You are in main content

La artista con discapacidad Rebeca Plana presenta su obra en la Sala Cambio de Sentido de Madrid

07 Apirila, 2014

La muestra forma parte del festival “Miradas de Mujer” que se está celebrando este mes de marzo en Madrid

Fundación ONCE inaugura hoy miércoles en Madrid la Exposición “The dark is black.../amor desdeñado” de la artista con discapacidad Rebeca Plana. La muestra forma parte del Festival “Miradas de Mujer” que se está celebrando este mes de marzo en Madrid.

La colección de Rebeca Plana se expondrá hasta el 18 de mayo en Cambio de Sentido, el espacio cultural de Fundación ONCE situado en la calle Recoletos número 1, de lunes a jueves de 10 a 14 horas y de 16 a 20 horas, y los viernes de 10 a 14 horas y de 16 a 18 horas.

Rebeca Plana (Albalat de la Ribera, Valencia, 1978), es licenciada por la Facultad de Bellas Artes de San Carlos (Universidad Politécnica de Valencia) y desarrolla su actividad en el ámbito pictórico.

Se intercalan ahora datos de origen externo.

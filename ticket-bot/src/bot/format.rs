//! User-facing texts.
//!
//! Everything here is Telegram legacy Markdown unless noted; the bot sends
//! static texts and offer listings with `ParseMode::Markdown`.

use chrono::NaiveDate;

use crate::domain::{Language, TrainOffer, format_request_date};
use crate::search::FailureKind;
use crate::stations::StationDirectory;

pub const WELCOME: &str = "🚂 *Welcome to ChiptaTop!*\n\n\
    I will help you find train tickets instantly. Use the menu buttons below:";

pub const HELP: &str = "🚂 *ChiptaTop Train Bot Help*\n\n\
    *How to Use:*\n\
    1. Tap 🔍 Search Trains to search today's trains\n\
    2. Tap 📅 Search by Date to pick a travel date first\n\
    3. Choose your departure and destination stations\n\
    4. Get the list of trains with seats and prices\n\n\
    *Available Options:*\n\
    🔍 Search Trains - find trains for today\n\
    📅 Search by Date - find trains on a specific date\n\
    🚉 View Stations - list the stations the bot knows\n\
    🌍 Change Language - choose the language of railway results\n\n\
    *Tips:*\n\
    • You can also type `Toshkent Samarqand` or `Toshkent Samarqand 2025-01-15`\n\
    • Commands: `/search` and `/search_date` work too\n\
    • Station names are case-insensitive; Latin and Russian spellings both work";

pub const UNRECOGNIZED: &str = "❓ I didn't understand that. Please use the menu buttons \
    or send a search request in the format:\n\n\
    `from_station to_station`\nor\n`from_station to_station YYYY-MM-DD`";

pub const UNKNOWN_COMMAND: &str = "Unknown command. Try /help to see available commands.";

pub const SEARCH_USAGE: &str = "❌ Please provide departure and arrival stations.\n\n\
    Example: `/search Toshkent Samarqand`";

pub const SEARCH_DATE_USAGE: &str = "❌ Please provide departure, arrival stations and date.\n\n\
    Example: `/search_date Toshkent Samarqand 2025-01-15`";

pub const INVALID_DATE: &str = "❌ Invalid date format. Please use YYYY-MM-DD format.\n\n\
    Example: `2025-01-15`";

pub const PROMPT_ORIGIN_TODAY: &str =
    "🔍 *Search Trains (Today)*\n\nPlease select your departure station:";

pub const PROMPT_ORIGIN: &str = "Please select your departure station:";

pub const SAME_STATION: &str = "❌ Departure and destination stations cannot be the same. \
    Please select a different destination station.";

pub const EMPTY_STATION: &str = "❌ Invalid station selection. Please try again.";

pub const DATE_IN_PAST: &str = "❌ Cannot select a date in the past. Please choose a future date.";

pub const CHANGE_LANGUAGE: &str =
    "🌍 *Change Language*\n\nChoose your preferred language for the bot interface:";

const OFFER_SEPARATOR_WIDTH: usize = 30;

/// Where a user should look for station names, per entry point.
#[derive(Debug, Clone, Copy, PartialEq, Eq)]
pub enum StationHint {
    /// The reply keyboard's View Stations button
    MenuButton,
    /// The `/stations` command
    Command,
}

pub fn prompt_destination(origin: &str) -> String {
    format!("✅ Departure station: *{origin}*\n\nNow select your destination station:")
}

/// Plain text.
pub fn date_selected(date: NaiveDate) -> String {
    format!("✅ Selected date: {}", format_request_date(date))
}

pub fn search_confirmation(origin: &str, destination: &str, date: NaiveDate) -> String {
    format!(
        "✅ *Search Confirmation*\n\n🚉 From: *{origin}*\n🎯 To: *{destination}*\n📅 Date: *{}*\n\n\
         🔍 Searching for trains...",
        format_request_date(date)
    )
}

/// Plain text: station names are echoed as typed.
pub fn searching_notice(origin: &str, destination: &str, date: NaiveDate) -> String {
    format!(
        "🔍 Searching trains from {origin} to {destination} on {}...",
        format_request_date(date)
    )
}

pub fn no_trains(origin: &str, destination: &str, date: NaiveDate, hint: StationHint) -> String {
    let stations = match hint {
        StationHint::MenuButton => "Use the View Stations button to see available stations",
        StationHint::Command => "Use /stations to see available stations",
    };
    format!(
        "❌ No available trains found from *{origin}* to *{destination}* on *{}*.\n\n\
         Try:\n• Different dates\n• Alternative station names\n• {stations}",
        format_request_date(date)
    )
}

/// Plain text shown when a search fails, by failure category.
pub fn failure_message(kind: FailureKind) -> &'static str {
    match kind {
        FailureKind::Authentication => {
            "❌ Authentication Error\n\n\
             Unable to authenticate with railway service. Please try again later.\n\n\
             If this problem persists, the railway service may be temporarily unavailable."
        }
        FailureKind::Transient => {
            "❌ Search Failed\n\n\
             Could not connect to railway service after multiple attempts. This might be because:\n\
             • Network connection issues\n\
             • Railway service is temporarily unavailable\n\
             • High server load\n\n\
             Please try again in a few moments."
        }
        FailureKind::Unexpected => {
            "❌ Search Error\n\n\
             An unexpected error occurred while searching for trains. Please try again later."
        }
    }
}

pub fn language_changed(language: Language) -> &'static str {
    match language {
        Language::Uzbek => {
            "🇺🇿 *Til o'zgartirildi!*\n\n\
             O'zbek tiliga o'tkazildi. Endi barcha API so'rovlari o'zbek tilida bo'ladi."
        }
        Language::Russian => {
            "🇷🇺 *Язык изменен!*\n\n\
             Переключено на русский язык. Теперь все API запросы будут на русском языке."
        }
        Language::English => {
            "🇺🇸 *Language changed!*\n\n\
             Switched to English. Now all API requests will be in English."
        }
    }
}

pub fn station_listing(directory: &StationDirectory) -> String {
    let mut text = String::from("🚉 *Available Railway Stations:*\n\n");
    for station in directory.all() {
        text.push_str("• ");
        text.push_str(station.name);
        text.push('\n');
    }
    text.push_str("\n💡 Use these names in your search requests!");
    text
}

/// One offer: brand, stations, times, route and per-car seats.
///
/// Each car shows its cheapest bookable tariff, or its first tariff when
/// none has free seats.
pub fn format_offer(offer: &TrainOffer) -> String {
    let mut text = format!(
        "🚂 *{}* ({})\n📍 {} → {}\n🕐 {} - {} ({})\n📅 {}\n🚄 Route: {} → {}\n",
        offer.brand,
        offer.number,
        offer.origin_name,
        offer.destination_name,
        offer.departure_clock(),
        offer.arrival_clock(),
        offer.time_on_way,
        offer.travel_date(),
        offer.route_origin,
        offer.route_destination,
    );

    if let Some(comment) = offer.comment.as_deref().filter(|c| !c.trim().is_empty()) {
        text.push_str(&format!("ℹ️ {}\n", comment.trim()));
    }

    if offer.cars.is_empty() {
        return text;
    }

    text.push_str("\n💺 *Seat types and prices:*\n");
    for car in &offer.cars {
        let price = car
            .tariffs
            .iter()
            .filter(|t| t.is_available())
            .map(|t| t.price)
            .min()
            .or_else(|| car.tariffs.first().map(|t| t.price));
        if let Some(price) = price {
            text.push_str(&format!(
                "*{}* ({} total seats): {price} UZS\n",
                car.seat_class, car.free_seats
            ));
        }
    }
    text
}

/// Header plus every offer, separated by a rule.
pub fn format_results(offers: &[TrainOffer]) -> String {
    if offers.is_empty() {
        return "❌ No trains found for your search criteria.".to_string();
    }

    let separator = format!("\n{}\n\n", "─".repeat(OFFER_SEPARATOR_WIDTH));
    let body = offers
        .iter()
        .map(format_offer)
        .collect::<Vec<_>>()
        .join(&separator);
    format!("🚂 *Found {} train(s):*\n\n{body}", offers.len())
}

Su lenguaje corresponde al de una abstracción gestual y se desarrolla en muchas ocasiones más allá del formato bidimensional colgado de una pared para ofrecer unas obras construidas, complejas que, en ocasiones, forman instalaciones pensadas específicamente para los lugares en los que serán expuestas. Esta práctica, que se conoce internacionalmente por su terminología anglosajona como “site-specific”, ha sido también utilizada en la presente exposición.

La pintura de Rebeca Plana presenta un carácter confesional y se ha visto atravesada en ocasiones por experiencias vivenciales amargas. En 2008 le fue diagnosticado trastorno bipolar, algo que también se ha visto reflejado en su obra.

Una de las consecuencias de su trastorno consiste en inesperadas acometidas de convulsiones en sus extremidades superiores. Una embestida incontrolable que, en lugar de detenerla, ha sabido aprovechar con voluntad expresiva mediante la multiplicación de los temblores en el momento de su ejecución pictórica a través de la atadura de diferentes pinceles a palos de escoba, lo que amplifica la dimensión del temblor original en su contacto con los soportes.

Rebeca Plana ha concebido la idea de situar en la sala de exposiciones tres espejos de las mismas dimensiones que las pinturas para disponerlos enfrentados, quedando el espectador inmerso en el interior de este escenario. Su deseo es el de introducir en la experiencia del espectador la propia conciencia del espacio que ocupa ante las pinturas que contempla. Se trata de un mecanismo por el que la artista desea hacer visible el modo en que ella misma se siente afectada por su impresión en los otros, tanto a nivel creativo como personal.